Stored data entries
********************
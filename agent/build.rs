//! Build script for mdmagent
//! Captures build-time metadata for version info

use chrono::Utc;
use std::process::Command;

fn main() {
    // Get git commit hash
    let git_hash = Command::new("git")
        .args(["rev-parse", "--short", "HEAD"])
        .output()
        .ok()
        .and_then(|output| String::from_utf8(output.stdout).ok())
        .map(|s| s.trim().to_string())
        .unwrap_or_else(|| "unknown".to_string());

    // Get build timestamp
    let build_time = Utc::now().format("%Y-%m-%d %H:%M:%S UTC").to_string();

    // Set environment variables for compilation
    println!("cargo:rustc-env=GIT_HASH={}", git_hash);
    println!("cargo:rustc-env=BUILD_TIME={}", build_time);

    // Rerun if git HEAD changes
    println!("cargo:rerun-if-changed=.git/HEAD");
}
********************
→ THE TASK:
What you retype should run from the first line of the entries above through the line containing "git HEAD changes", exactly and in full.

→ SOLUTION TO THE PROBLEM:
filename agent/build.rs
//! Build script for mdmagent
//! Captures build-time metadata for version info

use chrono::Utc;
use std::process::Command;

fn main() {
    // Get git commit hash
    let git_hash = Command::new("git")
        .args(["rev-parse", "--short", "HEAD"])
        .output()
        .ok()
        .and_then(|output| String::from_utf8(output.stdout).ok())
        .map(|s| s.trim().to_string())
        .unwrap_or_else(|| "unknown".to_string());

    // Get build timestamp
    let build_time = Utc::now().format("%Y-%m-%d %H:%M:%S UTC").to_string();

    // Set environment variables for compilation
    println!("cargo:rustc-env=GIT_HASH={}", git_hash);
    println!("cargo:rustc-env=BUILD_TIME={}", build_time);

    // Rerun if git HEAD changes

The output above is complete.